The Axiom of Choice is known to give a consistent formal system, at least if we assume that Zermelo-Fraenkel is a consistent system. It’s also known not to be a theorem in the Zermelo-Fraenkel system, assuming ZF is consistent. In other words one can prove that it can’t be proved. The same, of course, applies to any of the statements known to be equivalent to the Axiom of Choice.
For the Axiom of Dependent Choice there was an equivalent statement in terms of chains. There is one for the Axiom of Choice as well. It goes by the name of Zorn’s lemma, even though it is often taken as an axiom in place of the Axiom of Choice.

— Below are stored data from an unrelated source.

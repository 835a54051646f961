// SPDX-FileCopyrightText: 2026 Mattia Egloff <mattia.egloff@pm.me>
//
// SPDX-License-Identifier: GPL-3.0-or-later

//! Sync Wire Protocol
//!
//! JSON messages exchanged with the central sync endpoint. Shared by the
//! device client and the relay so both sides agree on every code.

use serde::{Deserialize, Serialize};
use time::OffsetDateTime;

use crate::event::{Event, EventId, EventType, Severity};

/// Path of the batch upload endpoint.
pub const SYNC_PATH: &str = "/v1/events";
/// Path of the password login endpoint.
pub const SESSION_PATH: &str = "/v1/session";
/// Path of the caller's own enrollment status.
pub const ENROLLMENT_STATUS_PATH: &str = "/v1/enrollments/me";
/// Header carrying the presenting device's identifier.
pub const DEVICE_ID_HEADER: &str = "x-device-id";

/// An event as transmitted to the central database.
#[derive(Debug, Clone, PartialEq, Eq, Serialize, Deserialize)]
pub struct WireEvent {
    pub event_id: EventId,
    pub sequence: u64,
    pub patient_id: String,
    pub device_id: String,
    pub event_type: EventType,
    #[serde(with = "time::serde::rfc3339")]
    pub start: OffsetDateTime,
    #[serde(default, with = "time::serde::rfc3339::option")]
    pub end: Option<OffsetDateTime>,
    #[serde(default)]
    pub severity: Option<Severity>,
    pub utc_offset_seconds: i32,
    #[serde(default)]
    pub notes: Option<String>,
    #[serde(default)]
    pub supersedes: Option<EventId>,
    #[serde(with = "time::serde::rfc3339")]
    pub recorded_at: OffsetDateTime,
    #[serde(default)]
    pub duration_minutes: Option<i64>,
}

impl From<&Event> for WireEvent {
    fn from(event: &Event) -> Self {
        WireEvent {
            event_id: event.id,
            sequence: event.sequence,
            patient_id: event.patient_id.clone(),
            device_id: event.device_id.clone(),
            event_type: event.event_type,
            start: event.start,
            end: event.end,
            severity: event.severity,
            utc_offset_seconds: event.utc_offset.whole_seconds(),
            notes: event.notes.clone(),
            supersedes: event.supersedes,
            recorded_at: event.recorded_at,
            duration_minutes: event.duration_minutes,
        }
    }
}

/// Body of `POST /v1/events`.
#[derive(Debug, Clone, PartialEq, Eq, Serialize, Deserialize)]
pub struct SyncBatchRequest {
    pub events: Vec<WireEvent>,
}

/// Per-event result inside a successful batch response.
#[derive(Debug, Clone, Copy, PartialEq, Eq, Serialize, Deserialize)]
#[serde(rename_all = "snake_case")]
pub enum EventAckStatus {
    /// Stored centrally. Re-sent ids are acknowledged again.
    Acknowledged,
}

#[derive(Debug, Clone, PartialEq, Eq, Serialize, Deserialize)]
pub struct EventResult {
    pub event_id: EventId,
    pub status: EventAckStatus,
}

/// Body of a 200 response to `POST /v1/events`.
#[derive(Debug, Clone, PartialEq, Eq, Serialize, Deserialize)]
pub struct SyncBatchResponse {
    pub results: Vec<EventResult>,
}

impl SyncBatchResponse {
    /// Acknowledges every event of `request`.
    pub fn acknowledge_all(request: &SyncBatchRequest) -> Self {
        SyncBatchResponse {
            results: request
                .events
                .iter()
                .map(|event| EventResult {
                    event_id: event.event_id,
                    status: EventAckStatus::Acknowledged,
                })
                .collect(),
        }
    }
}

/// Security refusals. Each one calls for a different human recovery path:
/// re-binding the device, or re-authenticating.
#[derive(Debug, Clone, Copy, PartialEq, Eq, Hash, Serialize, Deserialize)]
#[serde(rename_all = "SCREAMING_SNAKE_CASE")]
pub enum RejectionCode {
    DeviceMismatch,
    TokenRevoked,
}

impl RejectionCode {
    pub fn as_str(&self) -> &'static str {
        match self {
            RejectionCode::DeviceMismatch => "DEVICE_MISMATCH",
            RejectionCode::TokenRevoked => "TOKEN_REVOKED",
        }
    }

    /// HTTP status the code travels with.
    pub fn http_status(&self) -> u16 {
        match self {
            RejectionCode::DeviceMismatch => 403,
            RejectionCode::TokenRevoked => 401,
        }
    }
}

/// Machine-readable error codes of the relay.
#[derive(Debug, Clone, Copy, PartialEq, Eq, Serialize, Deserialize)]
#[serde(rename_all = "SCREAMING_SNAKE_CASE")]
pub enum ErrorCode {
    DeviceMismatch,
    TokenRevoked,
    InvalidCredentials,
    InvalidBatch,
    BatchTooLarge,
    EnrollmentConflict,
    NotFound,
    Unauthorized,
    Internal,
}

impl From<RejectionCode> for ErrorCode {
    fn from(code: RejectionCode) -> Self {
        match code {
            RejectionCode::DeviceMismatch => ErrorCode::DeviceMismatch,
            RejectionCode::TokenRevoked => ErrorCode::TokenRevoked,
        }
    }
}

/// Body of every non-200 relay response. Carries a code and nothing that
/// identifies another party.
#[derive(Debug, Clone, PartialEq, Eq, Serialize, Deserialize)]
pub struct ErrorResponse {
    pub code: ErrorCode,
}

/// Body of `POST /v1/session`.
#[derive(Debug, Clone, PartialEq, Eq, Serialize, Deserialize)]
pub struct SessionRequest {
    pub user_id: String,
    pub password: String,
}

/// Token issued on enrollment or login.
#[derive(Debug, Clone, PartialEq, Eq, Serialize, Deserialize)]
pub struct SessionResponse {
    pub token: String,
}

/// Body of `POST /v1/enrollments`.
#[derive(Debug, Clone, PartialEq, Eq, Serialize, Deserialize)]
pub struct EnrollRequest {
    pub patient_id: String,
    pub device_id: String,
    pub password: String,
}

/// Body of `GET /v1/enrollments/me`.
#[derive(Debug, Clone, PartialEq, Eq, Serialize, Deserialize)]
pub struct EnrollmentStatus {
    pub patient_id: String,
    #[serde(default, with = "time::serde::rfc3339::option")]
    pub study_start_approved_at: Option<OffsetDateTime>,
}
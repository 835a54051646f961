// SPDX-FileCopyrightText: 2026 Mattia Egloff <mattia.egloff@pm.me>
//
// SPDX-License-Identifier: GPL-3.0-or-later

//! Prometheus Metrics

use prometheus::{Encoder, IntCounter, IntCounterVec, IntGauge, Opts, Registry, TextEncoder};

/// Relay metrics. Clones share the same counters.
#[derive(Clone)]
pub struct RelayMetrics {
    registry: Registry,
    /// Upload requests, labelled by outcome.
    pub sync_batches: IntCounterVec,
    /// Events acknowledged, re-sends included.
    pub events_acknowledged: IntCounter,
    /// Re-sent events that were already stored.
    pub events_duplicate: IntCounter,
    /// Requests refused for a device id mismatch.
    pub device_mismatches: IntCounter,
    /// Requests presenting a revoked or unknown token.
    pub revoked_token_uses: IntCounter,
    /// Device requests without a bearer token. Not audited.
    pub missing_credentials: IntCounter,
    pub sessions_issued: IntCounter,
    pub login_failures: IntCounter,
    /// Events stored centrally.
    pub events_stored: IntGauge,
    pub audit_entries: IntGauge,
}

impl RelayMetrics {
    pub fn new() -> prometheus::Result<Self> {
        let registry = Registry::new_custom(Some("trialsync_relay".into()), None)?;

        let metrics = RelayMetrics {
            sync_batches: IntCounterVec::new(
                Opts::new("sync_batches_total", "Event upload requests by outcome"),
                &["outcome"],
            )?,
            events_acknowledged: IntCounter::new("events_acknowledged_total", "Events acknowledged")?,
            events_duplicate: IntCounter::new(
                "events_duplicate_total",
                "Re-sent events already stored",
            )?,
            device_mismatches: IntCounter::new("device_mismatches_total", "Device id mismatches")?,
            revoked_token_uses: IntCounter::new(
                "revoked_token_uses_total",
                "Requests with a revoked or unknown token",
            )?,
            missing_credentials: IntCounter::new(
                "missing_credentials_total",
                "Device requests without a bearer token",
            )?,
            sessions_issued: IntCounter::new("sessions_issued_total", "Tokens issued by login")?,
            login_failures: IntCounter::new("login_failures_total", "Failed logins")?,
            events_stored: IntGauge::new("events_stored", "Events stored centrally")?,
            audit_entries: IntGauge::new("audit_entries", "Audit log entries")?,
            registry,
        };

        metrics.registry.register(Box::new(metrics.sync_batches.clone()))?;
        metrics.registry.register(Box::new(metrics.events_acknowledged.clone()))?;
        metrics.registry.register(Box::new(metrics.events_duplicate.clone()))?;
        metrics.registry.register(Box::new(metrics.device_mismatches.clone()))?;
        metrics.registry.register(Box::new(metrics.revoked_token_uses.clone()))?;
        metrics.registry.register(Box::new(metrics.missing_credentials.clone()))?;
        metrics.registry.register(Box::new(metrics.sessions_issued.clone()))?;
        metrics.registry.register(Box::new(metrics.login_failures.clone()))?;
        metrics.registry.register(Box::new(metrics.events_stored.clone()))?;
        metrics.registry.register(Box::new(metrics.audit_entries.clone()))?;

        Ok(metrics)
    }

    /// Encodes all metrics in the Prometheus text format.
    pub fn encode(&self) -> String {
        let mut buffer = Vec::new();
        if let Err(e) = TextEncoder::new().encode(&self.registry.gather(), &mut buffer) {
            tracing::error!("failed to encode metrics: {}", e);
        }
        String::from_utf8(buffer).unwrap_or_default()
    }
}

#[cfg(test)]
mod tests {
    use super::*;

    #[test]
    fn test_encode_contains_counters() {
        let metrics = RelayMetrics::new().unwrap();
        metrics.device_mismatches.inc();
        metrics.sync_batches.with_label_values(&["acknowledged"]).inc();

        let text = metrics.encode();
        assert!(text.contains("trialsync_relay_device_mismatches_total 1"));
        assert!(text.contains("outcome=\"acknowledged\""));
    }

    #[test]
    fn test_clones_share_counters() {
        let metrics = RelayMetrics::new().unwrap();
        let clone = metrics.clone();
        clone.events_acknowledged.inc_by(3);
        assert_eq!(metrics.events_acknowledged.get(), 3);
    }
}
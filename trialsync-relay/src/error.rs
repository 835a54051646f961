//! Relay error types.

use thiserror::Error;
use trialsync_core::storage::StorageError;

/// Errors of the relay's persistent state.
#[derive(Error, Debug)]
pub enum RelayError {
    #[error("Database error: {0}")]
    Database(#[from] rusqlite::Error),

    #[error("Schema error: {0}")]
    Schema(#[from] StorageError),

    #[error("Serialization error: {0}")]
    Serialization(#[from] serde_json::Error),

    #[error("IO error: {0}")]
    Io(#[from] std::io::Error),

    #[error("Metrics error: {0}")]
    Metrics(#[from] prometheus::Error),

    #[error("Corrupt record: {0}")]
    Corrupt(String),
}
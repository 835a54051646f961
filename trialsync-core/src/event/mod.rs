// SPDX-FileCopyrightText: 2026 Mattia Egloff <mattia.egloff@pm.me>
//
// SPDX-License-Identifier: GPL-3.0-or-later

//! Clinical Event Model
//!
//! Immutable facts captured on the patient's device. A correction never
//! edits an event: it appends a new one holding a back-reference
//! (`supersedes`) to the earlier event's id. References only point at
//! lower sequence numbers, so the supersede graph cannot contain cycles.

use std::fmt;
use std::str::FromStr;

use serde::{Deserialize, Serialize};
use thiserror::Error;
use time::{Date, OffsetDateTime, UtcOffset};
use uuid::Uuid;

use crate::temporal::{self, Interval, TemporalError};

/// Maximum length of free-text notes, in characters.
pub const MAX_NOTES_LEN: usize = 2_000;

/// Opaque unique event identifier.
#[derive(Debug, Clone, Copy, PartialEq, Eq, Hash, PartialOrd, Ord, Serialize, Deserialize)]
#[serde(transparent)]
pub struct EventId(Uuid);

impl EventId {
    /// Generates a fresh random id.
    pub fn generate() -> Self {
        EventId(Uuid::new_v4())
    }

    pub fn as_uuid(&self) -> &Uuid {
        &self.0
    }
}

impl fmt::Display for EventId {
    fn fmt(&self, f: &mut fmt::Formatter<'_>) -> fmt::Result {
        self.0.fmt(f)
    }
}

impl FromStr for EventId {
    type Err = uuid::Error;

    fn from_str(s: &str) -> Result<Self, Self::Err> {
        Uuid::parse_str(s).map(EventId)
    }
}

/// Kind of captured fact.
#[derive(Debug, Clone, Copy, PartialEq, Eq, Hash, Serialize, Deserialize)]
#[serde(rename_all = "snake_case")]
pub enum EventType {
    /// A medical event (e.g. a bleeding episode) with a time span.
    EventRecorded,
    /// The patient confirms nothing happened on that day.
    NoEventsThatDay,
    /// The patient cannot say whether anything happened.
    UnknownStatus,
    /// Retraction marker; only created by correcting an existing event.
    SupersededBy,
}

impl EventType {
    pub fn as_str(&self) -> &'static str {
        match self {
            EventType::EventRecorded => "event_recorded",
            EventType::NoEventsThatDay => "no_events_that_day",
            EventType::UnknownStatus => "unknown_status",
            EventType::SupersededBy => "superseded_by",
        }
    }

    /// Parses an event type from its string representation.
    pub fn parse(s: &str) -> Option<Self> {
        match s {
            "event_recorded" => Some(EventType::EventRecorded),
            "no_events_that_day" => Some(EventType::NoEventsThatDay),
            "unknown_status" => Some(EventType::UnknownStatus),
            "superseded_by" => Some(EventType::SupersededBy),
            _ => None,
        }
    }

    /// Whether events of this type occupy time for overlap purposes.
    pub fn occupies_time(&self) -> bool {
        !matches!(self, EventType::SupersededBy)
    }
}

impl fmt::Display for EventType {
    fn fmt(&self, f: &mut fmt::Formatter<'_>) -> fmt::Result {
        f.write_str(self.as_str())
    }
}

/// Ordinal severity grade, 1 (mildest) to 6.
#[derive(Debug, Clone, Copy, PartialEq, Eq, PartialOrd, Ord, Hash, Serialize, Deserialize)]
#[serde(try_from = "u8", into = "u8")]
pub struct Severity(u8);

impl Severity {
    pub const MIN: u8 = 1;
    pub const MAX: u8 = 6;

    pub fn new(value: u8) -> Result<Self, ValidationError> {
        if (Self::MIN..=Self::MAX).contains(&value) {
            Ok(Severity(value))
        } else {
            Err(ValidationError::SeverityOutOfRange(value))
        }
    }

    pub fn value(&self) -> u8 {
        self.0
    }
}

impl TryFrom<u8> for Severity {
    type Error = ValidationError;

    fn try_from(value: u8) -> Result<Self, Self::Error> {
        Severity::new(value)
    }
}

impl From<Severity> for u8 {
    fn from(severity: Severity) -> Self {
        severity.0
    }
}

/// Delivery state of an event towards the central database.
#[derive(Debug, Clone, Copy, PartialEq, Eq, Hash, Serialize, Deserialize)]
#[serde(rename_all = "snake_case")]
pub enum SyncStatus {
    /// Stored locally, not yet acknowledged.
    Pending,
    /// Acknowledged by the central endpoint.
    Synced,
    /// Refused for a security reason; needs human action.
    Rejected,
}

impl SyncStatus {
    pub fn as_str(&self) -> &'static str {
        match self {
            SyncStatus::Pending => "pending",
            SyncStatus::Synced => "synced",
            SyncStatus::Rejected => "rejected",
        }
    }

    pub fn parse(s: &str) -> Option<Self> {
        match s {
            "pending" => Some(SyncStatus::Pending),
            "synced" => Some(SyncStatus::Synced),
            "rejected" => Some(SyncStatus::Rejected),
            _ => None,
        }
    }
}

/// Malformed or missing draft fields.
#[derive(Error, Debug, Clone, PartialEq, Eq)]
pub enum ValidationError {
    #[error("{0} must not be empty")]
    MissingField(&'static str),

    #[error("severity {0} is outside {min}..={max}", min = Severity::MIN, max = Severity::MAX)]
    SeverityOutOfRange(u8),

    #[error("retraction markers can only be created by superseding an existing event")]
    RetractionWithoutTarget,

    #[error("notes exceed {MAX_NOTES_LEN} characters")]
    NotesTooLong,
}

/// Unvalidated input for a new event, as produced by the capture UI.
#[derive(Debug, Clone, PartialEq, Eq)]
pub struct EventDraft {
    pub patient_id: String,
    pub device_id: String,
    pub event_type: EventType,
    pub start: OffsetDateTime,
    pub end: Option<OffsetDateTime>,
    pub severity: Option<Severity>,
    /// Patient-local offset at capture time.
    pub utc_offset: UtcOffset,
    pub notes: Option<String>,
}

impl EventDraft {
    /// A medical event starting at `start`, captured in `start`'s offset.
    pub fn recorded(
        patient_id: impl Into<String>,
        device_id: impl Into<String>,
        start: OffsetDateTime,
    ) -> Self {
        Self::marker(EventType::EventRecorded, patient_id, device_id, start)
    }

    /// An event of any type at `at`, captured in `at`'s offset.
    pub fn marker(
        event_type: EventType,
        patient_id: impl Into<String>,
        device_id: impl Into<String>,
        at: OffsetDateTime,
    ) -> Self {
        EventDraft {
            patient_id: patient_id.into(),
            device_id: device_id.into(),
            event_type,
            start: at,
            end: None,
            severity: None,
            utc_offset: at.offset(),
            notes: None,
        }
    }

    pub fn with_end(mut self, end: OffsetDateTime) -> Self {
        self.end = Some(end);
        self
    }

    pub fn with_severity(mut self, severity: Severity) -> Self {
        self.severity = Some(severity);
        self
    }

    pub fn with_notes(mut self, notes: impl Into<String>) -> Self {
        self.notes = Some(notes.into());
        self
    }

    pub fn with_offset(mut self, utc_offset: UtcOffset) -> Self {
        self.utc_offset = utc_offset;
        self
    }

    /// Checks required fields and free-text limits.
    pub fn validate(&self) -> Result<(), ValidationError> {
        if self.patient_id.trim().is_empty() {
            return Err(ValidationError::MissingField("patient id"));
        }
        if self.device_id.trim().is_empty() {
            return Err(ValidationError::MissingField("device id"));
        }
        if self.event_type == EventType::EventRecorded && self.severity.is_none() {
            return Err(ValidationError::MissingField("severity"));
        }
        if let Some(notes) = &self.notes {
            if notes.chars().count() > MAX_NOTES_LEN {
                return Err(ValidationError::NotesTooLong);
            }
        }
        Ok(())
    }

    /// The draft's span in its capture offset, truncated to whole seconds.
    pub fn interval(&self) -> Result<Interval, TemporalError> {
        let start = normalize(self.start, self.utc_offset);
        let end = self.end.map(|end| normalize(end, self.utc_offset));
        Interval::new(start, end)
    }
}

fn normalize(at: OffsetDateTime, offset: UtcOffset) -> OffsetDateTime {
    let at = at.to_offset(offset);
    at.replace_nanosecond(0).unwrap_or(at)
}

/// Sync bookkeeping kept beside an event.
///
/// The event itself is an immutable fact; only this record changes as
/// delivery progresses.
#[derive(Debug, Clone, PartialEq, Eq)]
pub struct SyncRecord {
    pub status: SyncStatus,
    pub attempts: u32,
    pub last_attempt_at: Option<OffsetDateTime>,
    pub last_error: Option<String>,
    pub next_attempt_at: Option<OffsetDateTime>,
    /// Retries are exhausted; waiting for an operator to requeue.
    pub stalled: bool,
}

impl SyncRecord {
    pub fn pending() -> Self {
        SyncRecord {
            status: SyncStatus::Pending,
            attempts: 0,
            last_attempt_at: None,
            last_error: None,
            next_attempt_at: None,
            stalled: false,
        }
    }
}

/// An admitted event.
#[derive(Debug, Clone, PartialEq, Eq)]
pub struct Event {
    pub id: EventId,
    /// Local, gap-free admission order on this device.
    pub sequence: u64,
    pub patient_id: String,
    pub device_id: String,
    pub event_type: EventType,
    pub start: OffsetDateTime,
    pub end: Option<OffsetDateTime>,
    pub severity: Option<Severity>,
    pub utc_offset: UtcOffset,
    pub notes: Option<String>,
    /// Back-reference to the corrected event, if this is a correction.
    pub supersedes: Option<EventId>,
    /// Device instant at which the event was admitted.
    pub recorded_at: OffsetDateTime,
    pub duration_minutes: Option<i64>,
    pub sync: SyncRecord,
}

impl Event {
    pub fn interval(&self) -> Interval {
        Interval::from_stored(self.start, self.end)
    }

    /// Patient-local calendar date the event starts on.
    pub fn local_date(&self) -> Date {
        temporal::local_date(self.start, self.utc_offset)
    }

    pub fn is_correction(&self) -> bool {
        self.supersedes.is_some()
    }
}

A subset \({ B }\) of a set \({ A }\) with a partial order \({ R }\) is said to be bounded if there is a \({ y ∈ A }\) such that \({ ( x , y ) ∈ R }\) for all \({ x ∈ B }\). This might look like the definition of a greatest element but there is a crucial difference. We only require \({ y }\) to be a member of \({ A }\), not of \({ B }\). An example of a bounded subset is the set of rational numbers \({ x }\) such that \({ 0 < x }\) and \({ x < 1 }\). this is a bounded subset of the rationals, with the partial order given by \({ ≤ }\), because \({ x ≤ 1 }\) for all such \({ x }\). In fact this set is also a chain. You may wonder whether this example contradicts Zorn’s lemma, since the rationals do not have a maximal element. It doesn’t. The hypothesis in Zorn’s lemma is that every chain is bounded. This particular one is but some others are not. \({ N }\), the set of natural numbers, is an example of an unbounded chain.
Unfortunately the Axiom of Choice has some rather unsettling consequences. Perhaps the most counterintuitive of these is the Banach-Tarski Paradox in geometry. Assuming Zermelo-Fraenkel plus the Axiom of Choice one can show that there are sets \({ A _ 1 }\), \({ A _ 2 }\), \({ A _ 3 }\), \({ A _ 4 }\), \({ A _ 5 }\), \({ B _ 1 }\), \({ B _ 2 }\), \({ B _ 3 }\), \({ C _ 1 }\), \({ C _ 2 }\), \({ C _ 3 }\), \({ C _ 4 }\) and \({ C _ 5 }\) in three dimensional Euclidean space with the following properties.
\({ B _ 1 }\), \({ B _ 2 }\) and \({ B _ 3 }\) are disjoint balls of radius 1.
\({ A _ 1 }\) is congruent to \({ C _ 1 }\), \({ A _ 2 }\) is congruent to \({ C _ 2 }\), \({ A _ 3 }\) is congruent to \({ C _ 3 }\), \({ A _ 4 }\) is congruent to \({ C _ 4 }\), and \({ A _ 5 }\) is congruent to \({ C _ 5 }\).
\({ A _ 1 }\), \({ A _ 2 }\), \({ A _ 3 }\), \({ A _ 4 }\) and \({ A _ 5 }\) are disjoint and their union is \({ B _ 1 ⋃ B _ 2 }\).
\({ C _ 1 }\), \({ C _ 2 }\), \({ C _ 3 }\), \({ C _ 4 }\) and \({ C _ 5 }\) are disjoint and their union is \({ B _ 3 }\).
In other words, we can take a ball, split it into five pieces, move those pieces via a rigid motion, i.e. a combination of translations, reflections and rotations, and reassemble them to form two balls of the same radius as the original one.
Most mathematicians are not particular bothered by paradoxes like the one above. In their view it shows that it’s possible to find really weird bounded subsets of Euclidean space, weird enough that one can’t attach a notion of volume to them in any consistent way, but not as a problem with set theory. Some mathematicians reject the Axiom of Choice entirely. Others accept only weaker versions, like the Axiom of Dependent choice, which do not imply the existence of the paradoxical sets appearing in Banach-Tarski theorem.